== TASK ==
Entries follow. Return each line that contains the word "json".

== DATA FOR PROCESSING ==
------------------------------
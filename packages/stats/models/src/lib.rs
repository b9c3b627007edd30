#![cfg_attr(feature = "fail-on-warnings", deny(warnings))]
#![warn(clippy::all, clippy::pedantic, clippy::nursery, clippy::cargo)]
#![allow(clippy::multiple_crate_versions, clippy::cargo_common_metadata)]

//! Outbreak statistic types shared by the aggregator, forecaster and API.
//!
//! A [`RawRegionRecord`] is one row of the per-region source table. Rows
//! sharing a region label are summed into a [`StateAggregate`].

use serde::{Deserialize, Serialize};
use strum_macros::{Display, EnumString};

/// Source CSV header for the region/state label.
pub const REGION_COLUMN: &str = "region";
/// Source CSV header for the total infected count.
pub const TOTAL_INFECTED_COLUMN: &str = "totalInfected";
/// Source CSV header for the active case count.
pub const ACTIVE_CASES_COLUMN: &str = "activeCases";
/// Source CSV header for the recovered count.
pub const RECOVERED_COLUMN: &str = "recovered";
/// Source CSV header for the death count.
pub const DEATH_COLUMN: &str = "death";

/// One row of the per-region statistics table, as read from disk.
#[derive(Debug, Clone, PartialEq, Eq)]
pub struct RawRegionRecord {
    /// Region label. Used verbatim as the aggregation key.
    pub region: String,
    /// Total infected count.
    pub total_infected: u64,
    /// Active case count.
    pub active_cases: u64,
    /// Recovered count.
    pub recovered: u64,
    /// Death count.
    pub death: u64,
}

/// Summed metrics for every region row sharing one state label.
///
/// Serialized with capitalized keys (`State`, `Confirmed`, ...) since the
/// dashboard consumes the table in that shape.
#[derive(Debug, Clone, PartialEq, Eq, Serialize, Deserialize)]
#[serde(rename_all = "PascalCase")]
pub struct StateAggregate {
    /// State label, exactly as stored in the source table.
    pub state: String,
    /// Sum of total infected counts.
    pub confirmed: u64,
    /// Sum of recovered counts.
    pub recovered: u64,
    /// Sum of death counts.
    pub deaths: u64,
    /// Sum of active case counts.
    pub active: u64,
}

impl StateAggregate {
    /// Creates an empty aggregate for `state`.
    #[must_use]
    pub fn empty(state: impl Into<String>) -> Self {
        Self {
            state: state.into(),
            confirmed: 0,
            recovered: 0,
            deaths: 0,
            active: 0,
        }
    }

    /// Adds one region row into this aggregate.
    ///
    /// Sums saturate at `u64::MAX` instead of wrapping.
    pub const fn add(&mut self, record: &RawRegionRecord) {
        self.confirmed = self.confirmed.saturating_add(record.total_infected);
        self.recovered = self.recovered.saturating_add(record.recovered);
        self.deaths = self.deaths.saturating_add(record.death);
        self.active = self.active.saturating_add(record.active_cases);
    }

    /// Returns the current total for a forecastable metric.
    #[must_use]
    pub const fn value(&self, metric: Metric) -> u64 {
        match metric {
            Metric::Confirmed => self.confirmed,
            Metric::Recovered => self.recovered,
            Metric::Deaths => self.deaths,
        }
    }
}

/// Metric that gets a forecast.
///
/// Active cases are aggregated but never forecast directly.
#[derive(Debug, Clone, Copy, PartialEq, Eq, PartialOrd, Ord, Hash, Display, EnumString)]
#[strum(serialize_all = "snake_case", ascii_case_insensitive)]
pub enum Metric {
    /// Total confirmed infections.
    Confirmed,
    /// Recoveries.
    Recovered,
    /// Deaths.
    Deaths,
}

impl Metric {
    /// Every forecast metric, in response order.
    pub const ALL: [Self; 3] = [Self::Confirmed, Self::Recovered, Self::Deaths];

    /// Daily backward decay rate used to synthesize a history for this
    /// metric.
    #[must_use]
    pub const fn decay_rate(self) -> f64 {
        match self {
            Self::Confirmed | Self::Recovered => 0.02,
            Self::Deaths => 0.01,
        }
    }
}

#[cfg(test)]
mod tests {
    use super::*;

    fn record(region: &str, confirmed: u64) -> RawRegionRecord {
        RawRegionRecord {
            region: region.to_string(),
            total_infected: confirmed,
            active_cases: 1,
            recovered: 2,
            death: 3,
        }
    }

    #[test]
    fn add_sums_every_metric() {
        let mut agg = StateAggregate::empty("NY");
        agg.add(&record("NY", 10));
        agg.add(&record("NY", 5));

        assert_eq!(agg.confirmed, 15);
        assert_eq!(agg.active, 2);
        assert_eq!(agg.recovered, 4);
        assert_eq!(agg.deaths, 6);
    }

    #[test]
    fn add_saturates() {
        let mut agg = StateAggregate::empty("NY");
        agg.add(&record("NY", u64::MAX));
        agg.add(&record("NY", 1));
        assert_eq!(agg.confirmed, u64::MAX);
    }

    #[test]
    fn aggregate_serializes_with_capitalized_keys() {
        let agg = StateAggregate {
            state: "Kerala".to_string(),
            confirmed: 4,
            recovered: 3,
            deaths: 1,
            active: 0,
        };
        let json = serde_json::to_value(&agg).unwrap();
        assert_eq!(
            json,
            serde_json::json!({
                "State": "Kerala",
                "Confirmed": 4,
                "Recovered": 3,
                "Deaths": 1,
                "Active": 0,
            })
        );
    }

    #[test]
    fn metric_names() {
        assert_eq!(Metric::Confirmed.to_string(), "confirmed");
        assert_eq!("Deaths".parse::<Metric>().unwrap(), Metric::Deaths);
        assert!("active".parse::<Metric>().is_err());
    }

    #[test]
    fn decay_rates() {
        assert!((Metric::Confirmed.decay_rate() - 0.02).abs() < f64::EPSILON);
        assert!((Metric::Recovered.decay_rate() - 0.02).abs() < f64::EPSILON);
        assert!((Metric::Deaths.decay_rate() - 0.01).abs() < f64::EPSILON);
    }

    #[test]
    fn value_selects_metric() {
        let agg = StateAggregate {
            state: "CA".to_string(),
            confirmed: 7,
            recovered: 5,
            deaths: 2,
            active: 0,
        };
        assert_eq!(agg.value(Metric::Confirmed), 7);
        assert_eq!(agg.value(Metric::Recovered), 5);
        assert_eq!(agg.value(Metric::Deaths), 2);
    }
}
------------------------------
== EXERCISE SOLUTION ==
        let json = serde_json::to_value(&agg).unwrap();
            json,
            serde_json::json!({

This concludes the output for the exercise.